WHAT NEEDS TO BE DONE:
Collect all lines from the listing that include the string "notes".
-----
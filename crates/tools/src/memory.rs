//! In-process memory store and the `memory_*` tools.

use std::{
    collections::BTreeMap,
    sync::Arc,
    time::{SystemTime, UNIX_EPOCH},
};

use {
    async_trait::async_trait,
    serde::Serialize,
    serde_json::{Value, json},
    tokio::sync::RwLock,
    tracing::info,
};

use crate::{
    approval::InteractionBroker,
    error::{Error, Result},
    params::{optional_limit, required_str},
    registry::{AgentTool, ParamKind, ParamSpec, ToolGroup},
};

#[derive(Debug, Clone, Serialize)]
pub struct MemoryEntry {
    pub key: String,
    pub content: String,
    /// Seconds since the Unix epoch.
    pub updated_at: u64,
}

/// Key/content notes that live for the lifetime of the process.
#[derive(Debug, Default)]
pub struct MemoryStore {
    entries: RwLock<BTreeMap<String, MemoryEntry>>,
}

impl MemoryStore {
    #[must_use]
    pub fn new() -> Self {
        Self::default()
    }

    /// Insert or replace. Returns `true` if the key already existed.
    pub async fn save(&self, key: &str, content: &str) -> bool {
        let updated_at = SystemTime::now()
            .duration_since(UNIX_EPOCH)
            .map(|d| d.as_secs())
            .unwrap_or_default();
        self.entries
            .write()
            .await
            .insert(key.to_string(), MemoryEntry {
                key: key.to_string(),
                content: content.to_string(),
                updated_at,
            })
            .is_some()
    }

    /// Case-insensitive substring match over keys and content.
    pub async fn search(&self, query: &str, limit: usize) -> Vec<MemoryEntry> {
        let needle = query.to_lowercase();
        self.entries
            .read()
            .await
            .values()
            .filter(|e| {
                e.key.to_lowercase().contains(&needle) || e.content.to_lowercase().contains(&needle)
            })
            .take(limit)
            .cloned()
            .collect()
    }

    pub async fn delete(&self, key: &str) -> bool {
        self.entries.write().await.remove(key).is_some()
    }

    pub async fn len(&self) -> usize {
        self.entries.read().await.len()
    }

    pub async fn is_empty(&self) -> bool {
        self.entries.read().await.is_empty()
    }
}

pub struct MemorySaveTool {
    store: Arc<MemoryStore>,
}

impl MemorySaveTool {
    pub fn new(store: Arc<MemoryStore>) -> Self {
        Self { store }
    }
}

#[async_trait]
impl AgentTool for MemorySaveTool {
    fn name(&self) -> &str {
        "memory_save"
    }

    fn description(&self) -> &str {
        "Save a note under a key so it can be recalled later. Saving to an existing key replaces it."
    }

    fn group(&self) -> ToolGroup {
        ToolGroup::Memory
    }

    fn parameters(&self) -> Vec<ParamSpec> {
        vec![
            ParamSpec::required("key", ParamKind::String, "Short identifier for the note"),
            ParamSpec::required("content", ParamKind::String, "Text to remember"),
        ]
    }

    async fn execute(&self, params: Value) -> Result<Value> {
        let key = required_str(&params, "key")?.trim();
        let content = required_str(&params, "content")?;
        let replaced = self.store.save(key, content).await;
        Ok(json!({ "key": key, "replaced": replaced }))
    }
}

pub struct MemorySearchTool {
    store: Arc<MemoryStore>,
}

impl MemorySearchTool {
    pub fn new(store: Arc<MemoryStore>) -> Self {
        Self { store }
    }
}

#[async_trait]
impl AgentTool for MemorySearchTool {
    fn name(&self) -> &str {
        "memory_search"
    }

    fn description(&self) -> &str {
        "Search saved notes by a case-insensitive substring of the key or content."
    }

    fn group(&self) -> ToolGroup {
        ToolGroup::Memory
    }

    fn parameters(&self) -> Vec<ParamSpec> {
        vec![
            ParamSpec::required("query", ParamKind::String, "Text to look for"),
            ParamSpec::optional("limit", ParamKind::Integer, "Maximum results (default 10)"),
        ]
    }

    async fn execute(&self, params: Value) -> Result<Value> {
        let query = required_str(&params, "query")?;
        let limit = optional_limit(&params, "limit", 10, 100)? as usize;
        let results = self.store.search(query, limit).await;
        Ok(json!({ "count": results.len(), "results": results }))
    }
}

/// Deleting a note needs the user's consent.
pub struct MemoryDeleteTool {
    store: Arc<MemoryStore>,
    broker: Arc<InteractionBroker>,
}

impl MemoryDeleteTool {
    pub fn new(store: Arc<MemoryStore>, broker: Arc<InteractionBroker>) -> Self {
        Self { store, broker }
    }
}

#[async_trait]
impl AgentTool for MemoryDeleteTool {
    fn name(&self) -> &str {
        "memory_delete"
    }

    fn description(&self) -> &str {
        "Delete a saved note. The user is asked to confirm first."
    }

    fn group(&self) -> ToolGroup {
        ToolGroup::Memory
    }

    fn parameters(&self) -> Vec<ParamSpec> {
        vec![ParamSpec::required(
            "key",
            ParamKind::String,
            "Identifier of the note to delete",
        )]
    }

    async fn execute(&self, params: Value) -> Result<Value> {
        let key = required_str(&params, "key")?.trim();
        let decision = self
            .broker
            .request_approval(self.name(), &format!("Delete the saved note '{key}'"))
            .await;
        if !decision.is_approved() {
            return Err(Error::UserDenied(format!("deleting note '{key}'")));
        }
        let deleted = self.store.delete(key).await;
        info!(key, deleted, "memory note deleted");
        Ok(json!({ "key": key, "deleted": deleted }))
    }
}

#[allow(clippy::unwrap_used, clippy::expect_used)]
#[cfg(test)]
mod tests {
    use {super::*, std::time::Duration};

    #[tokio::test]
    async fn save_search_roundtrip() {
        let store = Arc::new(MemoryStore::new());
        let save = MemorySaveTool::new(Arc::clone(&store));
        let search = MemorySearchTool::new(Arc::clone(&store));

        let out = save
            .execute(json!({"key": "wifi", "content": "Password is Hunter2"}))
            .await
            .unwrap();
        assert_eq!(out["replaced"], false);
        save.execute(json!({"key": "dentist", "content": "Tuesday 3pm"}))
            .await
            .unwrap();

        let out = search.execute(json!({"query": "HUNTER"})).await.unwrap();
        assert_eq!(out["count"], 1);
        assert_eq!(out["results"][0]["key"], "wifi");

        let out = search
            .execute(json!({"query": "", "limit": 1}))
            .await
            .unwrap_err();
        assert!(matches!(out, Error::InvalidArguments(_)));
    }

    #[tokio::test]
    async fn delete_requires_approval() {
        let store = Arc::new(MemoryStore::new());
        store.save("k", "v").await;
        let broker = InteractionBroker::shared(Duration::from_secs(5));
        let tool = Arc::new(MemoryDeleteTool::new(Arc::clone(&store), Arc::clone(&broker)));

        let t = Arc::clone(&tool);
        let denied = tokio::spawn(async move { t.execute(json!({"key": "k"})).await });
        let pending = loop {
            if let Some(p) = broker.pending_approvals().pop() {
                break p;
            }
            tokio::task::yield_now().await;
        };
        assert!(pending.summary.contains("'k'"));
        broker.respond_approval(&pending.id, false);
        let err = denied.await.unwrap().unwrap_err();
        assert_eq!(err.code(), "user_denied");
        assert_eq!(store.len().await, 1);

        let t = Arc::clone(&tool);
        let granted = tokio::spawn(async move { t.execute(json!({"key": "k"})).await });
        let pending = loop {
            if let Some(p) = broker.pending_approvals().pop() {
                break p;
            }
            tokio::task::yield_now().await;
        };
        broker.respond_approval(&pending.id, true);
        let out = granted.await.unwrap().unwrap();
        assert_eq!(out["deleted"], true);
        assert_eq!(store.len().await, 0);
    }
}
-----
SOLUTION TO THIS EXERCISE:
/// Key/content notes that live for the lifetime of the process.
        "Search saved notes by a case-insensitive substring of the key or content."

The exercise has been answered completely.